Итак, Фотий ясно показывает, что за спором о «Филиокве» скрываются два понимания Троицы: греческая персоналистская концепция, видящая в личном откровении Отца, Сына и Духа отправную точку троичного богословия; и латинский, августинианский подход к Богу как простой Сущности, внутри Которой Троицу лиц можно понять лишь в категориях внутренних связей и отношений.
Оспаривая латинский взгляд на Троицу, Фотий не отвергает ниспослание Духа через Сына на этот мир, в «икономии» (домостроительстве) спасения, в качестве связующего звена между обоженной человечностью Иисуса и всем Телом Церкви и всей тварью [103] Там же, 94.
. Значит, он не стал бы оспаривать речи об нахождении Духа через или от Сына в этом последнем смысле.
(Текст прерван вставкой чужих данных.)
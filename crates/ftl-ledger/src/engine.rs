use ftl_store::KeyValueStore;
use ftl_types::{format_quantity, AccountId, EventName, LedgerEvent, Quantity};
use tracing::{debug, info, warn};

use crate::accessor::AccountStore;
use crate::arith::{checked_add, checked_sub};
use crate::config::{GenesisPolicy, LedgerConfig};
use crate::error::{LedgerError, LedgerResult};
use crate::operation::Operation;
use crate::traits::{EventSink, IdentityResolver};

/// Host collaborators available to a single invocation.
#[derive(Clone, Copy)]
pub struct InvocationContext<'a> {
    /// Transaction-scoped view of the host key-value space.
    pub store: &'a dyn KeyValueStore,
    pub identity: &'a dyn IdentityResolver,
    pub events: &'a dyn EventSink,
}

/// Successful result of an operation, before wire encoding.
#[derive(Clone, Copy, Debug, PartialEq, Eq)]
pub enum Outcome {
    /// No payload (genesis, and names the instantiate path ignores).
    Empty,
    /// A numeric query result.
    Quantity(Quantity),
    /// A state-changing operation was applied.
    Accepted,
}

impl Outcome {
    /// Wire payload: decimal text for numbers, `true` for mutations.
    pub fn to_bytes(&self) -> Vec<u8> {
        match self {
            Self::Empty => Vec::new(),
            Self::Quantity(q) => format_quantity(*q).into_bytes(),
            Self::Accepted => b"true".to_vec(),
        }
    }
}

/// The token ledger engine.
///
/// Stateless apart from its configuration: every ledger record lives in the
/// host store handed in through [`InvocationContext`]. Each mutating
/// operation stages its writes, checks every arithmetic step, encodes its
/// event, flushes, and only then emits. A failure anywhere before the flush
/// leaves the store untouched and emits nothing. Once the flush succeeds the
/// operation has succeeded; an event sink fault after that point is logged,
/// not returned.
#[derive(Clone, Debug, Default)]
pub struct TokenLedger {
    config: LedgerConfig,
}

impl TokenLedger {
    pub fn new(config: LedgerConfig) -> Self {
        Self { config }
    }

    // -----------------------------------------------------------------------
    // Dispatch
    // -----------------------------------------------------------------------

    /// Instantiate entry point. Only `init` does anything here; every other
    /// name succeeds with an empty payload.
    pub fn instantiate<S: AsRef<str>>(
        &self,
        ctx: &InvocationContext<'_>,
        name: &str,
        args: &[S],
    ) -> LedgerResult<Outcome> {
        if name != Operation::INIT {
            debug!(operation = name, "ignored on instantiate");
            return Ok(Outcome::Empty);
        }
        let op = Operation::parse(name, args)?;
        self.execute(ctx, op)
    }

    /// Invoke entry point for every operation except `init`.
    pub fn invoke<S: AsRef<str>>(
        &self,
        ctx: &InvocationContext<'_>,
        name: &str,
        args: &[S],
    ) -> LedgerResult<Outcome> {
        if name == Operation::INIT {
            return Err(LedgerError::UnknownOperation(name.to_string()));
        }
        let op = Operation::parse(name, args)?;
        self.execute(ctx, op)
    }

    /// Run a decoded operation.
    pub fn execute(&self, ctx: &InvocationContext<'_>, op: Operation) -> LedgerResult<Outcome> {
        debug!(operation = %op, "executing");
        let result = match op {
            Operation::Init { owner } => self.init(ctx, &owner).map(|()| Outcome::Empty),
            Operation::TotalSupply => Ok(Outcome::Quantity(self.total_supply())),
            Operation::BalanceOf { account } => {
                self.balance_of(ctx, &account).map(Outcome::Quantity)
            }
            Operation::Allowance { owner, spender } => {
                self.allowance(ctx, &owner, &spender).map(Outcome::Quantity)
            }
            Operation::Transfer { to, value } => {
                self.transfer(ctx, &to, value).map(|()| Outcome::Accepted)
            }
            Operation::Approve { spender, value } => {
                self.approve(ctx, &spender, value).map(|()| Outcome::Accepted)
            }
            Operation::TransferFrom { from, to, value } => self
                .transfer_from(ctx, &from, &to, value)
                .map(|()| Outcome::Accepted),
        };
        if let Err(err) = &result {
            debug!(error = %err, code = err.code(), "operation failed");
        }
        result
    }

    // -----------------------------------------------------------------------
    // Operations
    // -----------------------------------------------------------------------

    /// Genesis: mint the whole supply to `owner`.
    pub fn init(&self, ctx: &InvocationContext<'_>, owner: &AccountId) -> LedgerResult<()> {
        let mut accounts = AccountStore::new(ctx.store);

        if let Some(existing) = accounts.genesis_owner()? {
            match self.config.genesis_policy {
                GenesisPolicy::Reject => {
                    return Err(LedgerError::AlreadyInitialized(existing.into_inner()))
                }
                GenesisPolicy::Overwrite => {
                    warn!(previous = %existing, owner = %owner, "re-running genesis");
                }
            }
        }

        let supply = self.config.total_supply;
        let event = encode(LedgerEvent::transfer(AccountId::mint(), owner.clone(), supply))?;
        accounts.set_balance(owner, supply);
        accounts.record_genesis(owner);
        accounts.flush()?;

        info!(owner = %owner, supply, "genesis minted");
        publish(ctx, event);
        Ok(())
    }

    pub fn total_supply(&self) -> Quantity {
        self.config.total_supply
    }

    pub fn balance_of(
        &self,
        ctx: &InvocationContext<'_>,
        account: &AccountId,
    ) -> LedgerResult<Quantity> {
        AccountStore::new(ctx.store).get_balance(account)
    }

    pub fn allowance(
        &self,
        ctx: &InvocationContext<'_>,
        owner: &AccountId,
        spender: &AccountId,
    ) -> LedgerResult<Quantity> {
        AccountStore::new(ctx.store).get_allowance(owner, spender)
    }

    /// Move `value` from the caller to `to`.
    pub fn transfer(
        &self,
        ctx: &InvocationContext<'_>,
        to: &AccountId,
        value: Quantity,
    ) -> LedgerResult<()> {
        let caller = resolve_caller(ctx)?;
        let mut accounts = AccountStore::new(ctx.store);

        let sender_balance = accounts.get_balance(&caller)?;
        accounts.set_balance(&caller, checked_sub(sender_balance, value)?);

        let recipient_balance = accounts.get_balance(to)?;
        accounts.set_balance(to, checked_add(recipient_balance, value)?);

        let event = encode(LedgerEvent::transfer(caller.clone(), to.clone(), value))?;
        accounts.flush()?;
        debug!(from = %caller, to = %to, value, "transfer applied");
        publish(ctx, event);
        Ok(())
    }

    /// Set the amount `spender` may move out of the caller's balance.
    /// Replaces any previous allowance.
    pub fn approve(
        &self,
        ctx: &InvocationContext<'_>,
        spender: &AccountId,
        value: Quantity,
    ) -> LedgerResult<()> {
        let caller = resolve_caller(ctx)?;
        let mut accounts = AccountStore::new(ctx.store);
        accounts.set_allowance(&caller, spender, value);

        let event = encode(LedgerEvent::approval(caller.clone(), spender.clone(), value))?;
        accounts.flush()?;
        debug!(owner = %caller, spender = %spender, value, "approval applied");
        publish(ctx, event);
        Ok(())
    }

    /// Move `value` from `from` to `to`, spending the caller's allowance on
    /// `from`.
    pub fn transfer_from(
        &self,
        ctx: &InvocationContext<'_>,
        from: &AccountId,
        to: &AccountId,
        value: Quantity,
    ) -> LedgerResult<()> {
        let caller = resolve_caller(ctx)?;
        let mut accounts = AccountStore::new(ctx.store);

        let from_balance = accounts.get_balance(from)?;
        accounts.set_balance(from, checked_sub(from_balance, value)?);

        let allowance = accounts.get_allowance(from, &caller)?;
        accounts.set_allowance(from, &caller, checked_sub(allowance, value)?);

        let to_balance = accounts.get_balance(to)?;
        accounts.set_balance(to, checked_add(to_balance, value)?);

        let event = encode(LedgerEvent::transfer(from.clone(), to.clone(), value))?;
        accounts.flush()?;
        debug!(spender = %caller, from = %from, to = %to, value, "delegated transfer applied");
        publish(ctx, event);
        Ok(())
    }

    /// Every account holding a balance record, in key order.
    pub fn holders(
        &self,
        ctx: &InvocationContext<'_>,
    ) -> LedgerResult<Vec<(AccountId, Quantity)>> {
        AccountStore::new(ctx.store).balances()
    }
}

fn resolve_caller(ctx: &InvocationContext<'_>) -> LedgerResult<AccountId> {
    ctx.identity
        .resolve_caller()
        .map_err(|fault| LedgerError::IdentityResolutionError(fault.to_string()))
}

/// An event whose payload is already serialized.
struct EncodedEvent {
    name: EventName,
    payload: Vec<u8>,
}

/// Serialize `event` ahead of the flush, so an unencodable payload aborts
/// the operation with nothing written.
fn encode(event: LedgerEvent) -> LedgerResult<EncodedEvent> {
    let payload = event
        .to_payload()
        .map_err(|e| LedgerError::EventEmissionError(e.to_string()))?;
    Ok(EncodedEvent {
        name: event.name(),
        payload,
    })
}

/// Hand a committed event to the host. Delivery is the host's concern: the
/// state change has already been applied, so a sink fault is logged and the
/// operation still succeeds.
fn publish(ctx: &InvocationContext<'_>, event: EncodedEvent) {
    if let Err(fault) = ctx.events.emit(event.name.as_str(), &event.payload) {
        warn!(event = event.name.as_str(), %fault, "event sink rejected event");
    }
}
use std::fmt;

use ftl_types::{parse_canonical_quantity, AccountId, Quantity};

use crate::error::{LedgerError, LedgerResult};

/// A named ledger operation with its arguments decoded.
#[derive(Clone, Debug, PartialEq, Eq)]
pub enum Operation {
    /// Genesis: mint the total supply to `owner`.
    Init { owner: AccountId },
    TotalSupply,
    BalanceOf { account: AccountId },
    Allowance { owner: AccountId, spender: AccountId },
    Transfer { to: AccountId, value: Quantity },
    Approve { spender: AccountId, value: Quantity },
    TransferFrom {
        from: AccountId,
        to: AccountId,
        value: Quantity,
    },
}

impl Operation {
    pub const INIT: &'static str = "init";
    pub const TOTAL_SUPPLY: &'static str = "totalSupply";
    pub const BALANCE_OF: &'static str = "balanceOf";
    pub const ALLOWANCE: &'static str = "allowance";
    pub const TRANSFER: &'static str = "transfer";
    pub const APPROVE: &'static str = "approve";
    pub const TRANSFER_FROM: &'static str = "transferFrom";

    /// Decode a host invocation. Names are case-sensitive.
    ///
    /// Arity and argument shape are checked here, before anything touches
    /// storage.
    pub fn parse<S: AsRef<str>>(name: &str, args: &[S]) -> LedgerResult<Self> {
        let op = match name {
            Self::INIT => {
                let [owner] = expect_args::<_, 1>(Self::INIT, args)?;
                Self::Init {
                    owner: AccountId::new(owner),
                }
            }
            Self::TOTAL_SUPPLY => {
                let [] = expect_args::<_, 0>(Self::TOTAL_SUPPLY, args)?;
                Self::TotalSupply
            }
            Self::BALANCE_OF => {
                let [account] = expect_args::<_, 1>(Self::BALANCE_OF, args)?;
                Self::BalanceOf {
                    account: AccountId::new(account),
                }
            }
            Self::ALLOWANCE => {
                let [owner, spender] = expect_args::<_, 2>(Self::ALLOWANCE, args)?;
                Self::Allowance {
                    owner: AccountId::new(owner),
                    spender: AccountId::new(spender),
                }
            }
            Self::TRANSFER => {
                let [to, value] = expect_args::<_, 2>(Self::TRANSFER, args)?;
                Self::Transfer {
                    to: AccountId::new(to),
                    value: expect_quantity(Self::TRANSFER, value)?,
                }
            }
            Self::APPROVE => {
                let [spender, value] = expect_args::<_, 2>(Self::APPROVE, args)?;
                Self::Approve {
                    spender: AccountId::new(spender),
                    value: expect_quantity(Self::APPROVE, value)?,
                }
            }
            Self::TRANSFER_FROM => {
                let [from, to, value] = expect_args::<_, 3>(Self::TRANSFER_FROM, args)?;
                Self::TransferFrom {
                    from: AccountId::new(from),
                    to: AccountId::new(to),
                    value: expect_quantity(Self::TRANSFER_FROM, value)?,
                }
            }
            other => return Err(LedgerError::UnknownOperation(other.to_string())),
        };
        Ok(op)
    }

    pub fn name(&self) -> &'static str {
        match self {
            Self::Init { .. } => Self::INIT,
            Self::TotalSupply => Self::TOTAL_SUPPLY,
            Self::BalanceOf { .. } => Self::BALANCE_OF,
            Self::Allowance { .. } => Self::ALLOWANCE,
            Self::Transfer { .. } => Self::TRANSFER,
            Self::Approve { .. } => Self::APPROVE,
            Self::TransferFrom { .. } => Self::TRANSFER_FROM,
        }
    }
}

impl fmt::Display for Operation {
    fn fmt(&self, f: &mut fmt::Formatter<'_>) -> fmt::Result {
        f.write_str(self.name())
    }
}

fn expect_args<S: AsRef<str>, const N: usize>(
    operation: &'static str,
    args: &[S],
) -> LedgerResult<[String; N]> {
    if args.len() != N {
        return Err(LedgerError::invalid_args(
            operation,
            format!("expected {N} arguments, got {}", args.len()),
        ));
    }
    Ok(std::array::from_fn(|i| args[i].as_ref().to_string()))
}

fn expect_quantity(operation: &'static str, text: String) -> LedgerResult<Quantity> {
    parse_canonical_quantity(&text)
        .map_err(|_| LedgerError::invalid_args(operation, format!("{text:?} is not a quantity")))
}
Не был он и против Запада как такового. Он вновь и вновь признает авторитетность латинских отцов и Римской Церкви, которые в то время не применяли Символа Веры со вставкой. Он заявляет, и нет причин сомневаться в его искренности о том, что единственная его забота — это единство Востока с Западом в одной, кафолической вере, как она определена древними соборами. К несчастью, после него история развела обе половины христианского мира еще дальше друг от друга, и обеим сторонам очень недоставало широты умственного кругозора и чувства историзма, свойственных Фотию.
После эпохи Фотия византийские интеллектуалы получили более свободный и полный доступ к источникам греческой философии. Михаил Пселл в большой мере был продуктом этого раннесредневекового Византийского Ренессанса. Вклад Пселла в богословие по сути был весьма ограниченным и лишь опосредованным. Поскольку в принятом у византийцев мировоззрении религия и философия были, в сущности, неразделимы, об этом человеке можно и следует упомянуть как о значительном явлении в истории византийского христианства.